Abstract The urgent need for efficient detoxification of carcinogenic hexavalent chromium (Cr(VI)) in aquatic environments has driven the development of advanced photocatalytic materials. This study presents the synthesis of 2D CuO/reduced graphene oxide (rGO) nanocomposite via probe sonication, designed to synergistically enhance the photocatalytic reduction of Cr(VI) to less toxic Cr(III). The nanocomposite was meticulously characterized using XRD, HRTEM, FESEM, XPS, and UV-Vis diffuse reflectance spectroscopy.

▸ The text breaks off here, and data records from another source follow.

// ###################
// # UNIT TESTS      #
// ###################

#[cfg(test)]
#[allow(
    clippy::panic,
    clippy::unwrap_used,
    clippy::expect_used,
    clippy::indexing_slicing
)]
mod tests {
    use super::*;

    // ==========================================
    // Frame
    // ==========================================

    #[test]
    fn frame_null_and_validity() {
        assert!(Frame::NULL.is_null());
        assert!(!Frame::NULL.is_valid());
        assert!(Frame::ZERO.is_valid());
        assert_eq!(Frame::default(), Frame::ZERO);
        assert_eq!(Frame::NULL.to_string(), "NULL_FRAME");
        assert_eq!(Frame::new(42).to_string(), "42");
    }

    #[test]
    fn frame_arithmetic() {
        let mut frame = Frame::new(10);
        frame += 2;
        assert_eq!(frame, 12);
        assert_eq!(frame - 2, Frame::new(10));
        assert_eq!(frame - Frame::new(2), 10);
        assert!(frame > 11);
    }

    // ==========================================
    // PlayerSlot
    // ==========================================

    #[test]
    fn player_slot_only_accepts_one_and_two() {
        assert_eq!(PlayerSlot::try_from(1u8).unwrap(), PlayerSlot::ONE);
        assert_eq!(PlayerSlot::try_from(2u8).unwrap(), PlayerSlot::TWO);
        for invalid in [0u8, 3, 255] {
            let err = PlayerSlot::try_from(invalid).unwrap_err();
            assert_eq!(
                err,
                NetplayError::InputProtocol {
                    kind: ProtocolViolationKind::InvalidSlot { slot: invalid }
                }
            );
        }
    }

    #[test]
    fn player_slot_index_and_other() {
        assert_eq!(PlayerSlot::ONE.index(), 0);
        assert_eq!(PlayerSlot::TWO.index(), 1);
        assert_eq!(PlayerSlot::ONE.other(), PlayerSlot::TWO);
        assert_eq!(PlayerSlot::TWO.other(), PlayerSlot::ONE);
        assert_eq!(PlayerSlot::TWO.to_string(), "P2");
    }

    #[test]
    fn player_slot_deserialization_rejects_out_of_range() {
        let ok: PlayerSlot = serde_json::from_str("2").unwrap();
        assert_eq!(ok, PlayerSlot::TWO);
        assert!(serde_json::from_str::<PlayerSlot>("7").is_err());
    }

    // ==========================================
    // Roles and requests
    // ==========================================

    #[test]
    fn roles_accept_only_their_messages() {
        let ready = Message::Ready;
        let hello = Message::Hello { player: 1 };
        assert!(ConnectionRole::RemotePeer.accepts(&ready));
        assert!(!ConnectionRole::RemotePeer.accepts(&hello));
        assert!(ConnectionRole::ControllerClient.accepts(&hello));
        assert!(!ConnectionRole::ControllerClient.accepts(&ready));
        assert!(!ConnectionRole::LocalPlayer.accepts(&ready));
    }

    #[derive(Default)]
    struct Recorder {
        calls: Vec<String>,
    }

    impl StepFunction for Recorder {
        fn button_down(&mut self, slot: PlayerSlot, button: Button) {
            self.calls.push(format!("down {slot} {button}"));
        }

        fn button_up(&mut self, slot: PlayerSlot, button: Button) {
            self.calls.push(format!("up {slot} {button}"));
        }

        fn step(&mut self, frame: Frame) {
            self.calls.push(format!("step {frame}"));
        }
    }

    #[test]
    fn apply_requests_preserves_order() {
        let mut recorder = Recorder::default();
        apply_requests(
            [
                NetplayRequest::edge(PlayerSlot::ONE, Button::A, Edge::Pressed),
                NetplayRequest::Step {
                    frame: Frame::new(0),
                },
                NetplayRequest::edge(PlayerSlot::TWO, Button::Start, Edge::Released),
            ],
            &mut recorder,
        );
        assert_eq!(
            recorder.calls,
            vec!["down P1 A", "step 0", "up P2 START"]
        );
    }

    // A config that derives nothing; events only need `T::Address` bounds.
    struct BareConfig;

    impl Config for BareConfig {
        type Address = u16;
    }

    #[test]
    fn events_need_no_bounds_on_the_config_type() {
        let mismatch = NetplayEvent::<BareConfig>::DigestMismatch {
            local: SessionDigest::from_content("a", b"a"),
            remote: SessionDigest::from_content("b", b"b"),
        };
        assert_eq!(mismatch.clone(), mismatch);
        assert_ne!(mismatch, NetplayEvent::Synchronized);

        let attached = NetplayEvent::<BareConfig>::ControllerAttached {
            addr: 7,
            slot: PlayerSlot::TWO,
        };
        let evicted = NetplayEvent::<BareConfig>::ControllerEvicted {
            addr: 7,
            slot: PlayerSlot::TWO,
        };
        assert_ne!(attached, evicted);
        assert_eq!(
            format!("{attached:?}"),
            format!("ControllerAttached {{ addr: 7, slot: {:?} }}", PlayerSlot::TWO)
        );
        assert_eq!(
            format!("{:?}", NetplayEvent::<BareConfig>::PeerReady),
            "PeerReady"
        );
        assert_eq!(
            format!(
                "{:?}",
                NetplayEvent::<BareConfig>::Resynchronizing {
                    buffered: 3,
                    max: 8
                }
            ),
            "Resynchronizing { buffered: 3, max: 8 }"
        );
    }

    #[test]
    fn session_state_running() {
        assert!(SessionState::Synchronized.is_running());
        assert!(SessionState::Relaying.is_running());
        assert!(!SessionState::DigestMismatch.is_running());
        assert!(!SessionState::Idle.is_running());
    }
}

Structural analysis confirmed the formation of CuO nanosheets (average size: 396 nm, thickness: 6 nm) integrated with rGO, where the rGO acted as an electron acceptor, mitigating charge recombination. XPS revealed Cu²⁺ in CuO and Cu(OH)₂ phases, while FTIR confirmed interfacial interactions between CuO and rGO via oxygen functional groups. The CuO/rGO composite exhibited a reduced bandgap (1.35 eV → lower with rGO incorporation) and broad visible-light absorption, critical for photocatalytic activity. Under visible light, the composite achieved a remarkable 75% Cr(VI) reduction efficiency within 180 min triple that of pure CuO (25%) with a rate constant (0.007 min⁻¹) sevenfold higher. This enhancement is attributed to rGO role in facilitating electron transfer from CuO conduction band to its LUMO, minimizing electron-hole recombination. The composite demonstrated excellent recyclability over three cycles without significant efficiency loss. These findings underscore the potential of CuO/rGO as a robust, sustainable photocatalyst for environmental.